Finding a horse buddy
Before you start, I highly recommend making friends with an experienced horse person who can give you advice. There’s a lot more to owning a horse than just shutting the pasture gate behind it, and a simple question, answered by someone in the know, can save you a ton of heartache and vet bills.
You’ll also need a way to get your horse from its former home to your place, and if you don’t already have a horse trailer (or don’t plan to get one), it’s nice to have a friend who either has one and can haul your new horse home, or maybe just knows someone who can. Besides, it’s just plain fun to have someone to share your new pastime with!
Beginning the search
Many avenues exist to buy a horse. Craigslist, your local feed store, and newspapers are good sources. There are also plenty of auctions, but beware, as oftentimes they’re the disposal route for horses with health and behavioral problems. The horse industry is not in great shape right now, so it’s a good time to buy, but be extremely cautious and always try to purchase through an acquaintance first; here’s where that horse buddy or your rural neighbors can help.
As you browse ads, consider the age, size, sex and training of the horse being sold. For someone new to horse ownership, I suggest finding a horse that’s in the neighborhood of 8 to 15 years old. Since a horse reaches full adult development by age 5 and has an average lifespan of 25 to 30 years, a horse 8 to 15 is mature, yet young enough to give you many years of enjoyment and use.
Horses are measured in hands, with each hand being 4 inches. They are measured from the highest point of the withers — the ridge between the shoulder bones, where the neck meets the back — to the ground. Light riding horses average 14 to 16 hands, larger riding horses generally stand 15.2 to 17 hands, and draft horses typically range from 16 to 18 hands. You’ll want to take your height and build into consideration when selecting a horse, so you get a size that works well for you and your body frame.
Generally speaking, geldings, or castrated males, are good-natured, while mares, females that are 4 years and older, can be slightly temperamental. Stallions, or intact males 4 years and older, are oftentimes unpredictable and are extremely dominant and high-spirited. While expert horsemen may be able to handle stallions, people new to equines should stick with geldings or mares.
Look for a gentle horse that’s been well-trained and handled frequently. Talk to the owner to learn how long they’ve owned the horse, what her history is, who trained her, and what they’ve used her for. Ask if she’s easy to catch, what she’s accustomed to eating, if she stands well for grooming, and if she loads into a trailer easily. And don’t be afraid to ask if she has any behavior quirks you should know about.
If an ad says a horse is “spirited” or “needs an experienced rider,” it could very well mean the horse is half wild.
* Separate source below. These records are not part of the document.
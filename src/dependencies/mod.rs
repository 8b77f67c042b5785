//! Dependency resolution.
//!
//! Given a field, a column set or a period, the resolvers list the base
//! [`TableField`]s that must be fetched from the data source to evaluate it.
//! They walk the tree in pre-order and append every non-wildcard column
//! reference they meet. Results are borrowed from the input and are not
//! deduplicated; callers that need a set deduplicate by
//! [`TableField::full_name`].

mod column_set;
mod field;

pub use column_set::{compute_column_set_dependencies, compute_period_dependencies};
pub use field::{compute_field_dependencies, compute_field_dependencies_into};

use crate::columnset::{ColumnSet, Period};
use crate::error::Result;
use crate::field::{Field, TableField};

/// A value whose base columns can be resolved.
pub trait Dependencies {
    /// Returns the table fields this value reads.
    ///
    /// # Errors
    ///
    /// Returns [`DependencyError::UnrecognizedVariant`](crate::DependencyError::UnrecognizedVariant)
    /// when the value contains a variant the resolvers cannot walk.
    fn dependencies(&self) -> Result<Vec<&TableField>>;

    /// Appends the table fields this value reads to `dependencies`.
    ///
    /// # Errors
    ///
    /// Same as [`Dependencies::dependencies`].
    fn dependencies_into<'f>(&'f self, dependencies: &mut Vec<&'f TableField>) -> Result<()> {
        dependencies.extend(self.dependencies()?);
        Ok(())
    }
}

impl Dependencies for Field {
    fn dependencies(&self) -> Result<Vec<&TableField>> {
        compute_field_dependencies(self)
    }

    fn dependencies_into<'f>(&'f self, dependencies: &mut Vec<&'f TableField>) -> Result<()> {
        compute_field_dependencies_into(self, dependencies)?;
        Ok(())
    }
}

impl Dependencies for ColumnSet {
    fn dependencies(&self) -> Result<Vec<&TableField>> {
        compute_column_set_dependencies(self)
    }
}

impl Dependencies for Period {
    fn dependencies(&self) -> Result<Vec<&TableField>> {
        compute_period_dependencies(self)
    }
}

/// Resolves several values into one collection, in input order.
///
/// # Errors
///
/// Stops at the first value that fails to resolve.
pub fn collect_dependencies<'f, T>(
    items: impl IntoIterator<Item = &'f T>,
) -> Result<Vec<&'f TableField>>
where
    T: Dependencies + ?Sized + 'f,
{
    let mut dependencies = Vec::new();
    for item in items {
        item.dependencies_into(&mut dependencies)?;
    }
    Ok(dependencies)
}
//! Bucketing column set.

use serde::{Deserialize, Serialize};

use crate::field::{Field, TableField};

/// Partitions the values of a source field into named buckets.
///
/// The query produces a new column, `created_field`, holding the name of the
/// bucket each row falls into. Only `field` is read from the data source.
#[derive(Debug, Clone, PartialEq, Serialize, Deserialize)]
pub struct BucketColumnSet {
    created_field: TableField,
    field: Field,
    values: Vec<(String, Vec<String>)>,
}

impl BucketColumnSet {
    /// Creates a bucket column set with no buckets.
    #[must_use]
    pub fn new(created_field: TableField, field: impl Into<Field>) -> Self {
        BucketColumnSet {
            created_field,
            field: field.into(),
            values: Vec::new(),
        }
    }

    /// Adds a bucket and the values it groups.
    ///
    /// Buckets keep insertion order. Adding a name twice replaces the values of
    /// the earlier bucket in place.
    #[must_use]
    pub fn with_bucket(mut self, name: impl Into<String>, values: Vec<String>) -> Self {
        let name = name.into();
        if let Some(index) = self.values.iter().position(|(existing, _)| *existing == name) {
            self.values[index].1 = values;
        } else {
            self.values.push((name, values));
        }
        self
    }

    /// Returns the synthesized output column.
    #[must_use]
    pub fn created_field(&self) -> &TableField {
        &self.created_field
    }

    /// Returns the field whose values are partitioned.
    #[must_use]
    pub fn field(&self) -> &Field {
        &self.field
    }

    /// Returns the buckets in insertion order.
    #[must_use]
    pub fn buckets(&self) -> &[(String, Vec<String>)] {
        &self.values
    }

    /// Returns the values grouped under a bucket name.
    #[must_use]
    pub fn bucket(&self, name: &str) -> Option<&[String]> {
        self.values
            .iter()
            .find(|(existing, _)| existing == name)
            .map(|(_, values)| values.as_slice())
    }
}
//! Error types for dependency resolution.

use std::fmt;

use thiserror::Error;

/// Result type alias using [`DependencyError`].
pub type Result<T> = std::result::Result<T, DependencyError>;

/// The tree a rejected value belongs to.
#[derive(Debug, Clone, Copy, PartialEq, Eq)]
pub enum VariantKind {
    /// A [`Field`](crate::field::Field) node.
    Field,
    /// A [`ColumnSet`](crate::columnset::ColumnSet) node.
    ColumnSet,
}

impl VariantKind {
    /// Returns the display name of this kind.
    #[must_use]
    pub fn name(&self) -> &'static str {
        match self {
            VariantKind::Field => "Field",
            VariantKind::ColumnSet => "ColumnSet",
        }
    }
}

impl fmt::Display for VariantKind {
    fn fmt(&self, f: &mut fmt::Formatter<'_>) -> fmt::Result {
        f.write_str(self.name())
    }
}

/// Error types for dependency resolution.
#[derive(Debug, Clone, PartialEq, Eq, Error)]
pub enum DependencyError {
    /// The resolver met a variant it has no rule for.
    ///
    /// This is a programming error: a new field or column set kind was plugged
    /// in without teaching the resolvers about it.
    #[error("{kind} with unknown type: class {type_name}")]
    UnrecognizedVariant {
        kind: VariantKind,
        type_name: String,
    },
}

impl DependencyError {
    /// Creates a [`DependencyError::UnrecognizedVariant`] error.
    #[must_use]
    pub fn unrecognized(kind: VariantKind, type_name: impl Into<String>) -> Self {
        DependencyError::UnrecognizedVariant {
            kind,
            type_name: type_name.into(),
        }
    }
}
These are large and powerful animals, and you want one you can handle with ease and pleasure. If you have children or grandchildren, you especially want to be sure you select a safe mount. It pays to shop around and select carefully, so take your time and find a gentle horse, and the rest will follow.
Once you’ve narrowed down your selection, make an appointment to go look at her — or better yet, look at several. Ask the owner to pick up the horse’s feet to see if she’s at all touchy, and to rub her from head to tail. As they do so, watch her ears; if at any point they lay flat back against her head — a sign that she’s not happy — cross her off your list and move on to the next possibility. If she seems good-natured, you may want to repeat the handling process yourself to get a feel for her and to build your confidence.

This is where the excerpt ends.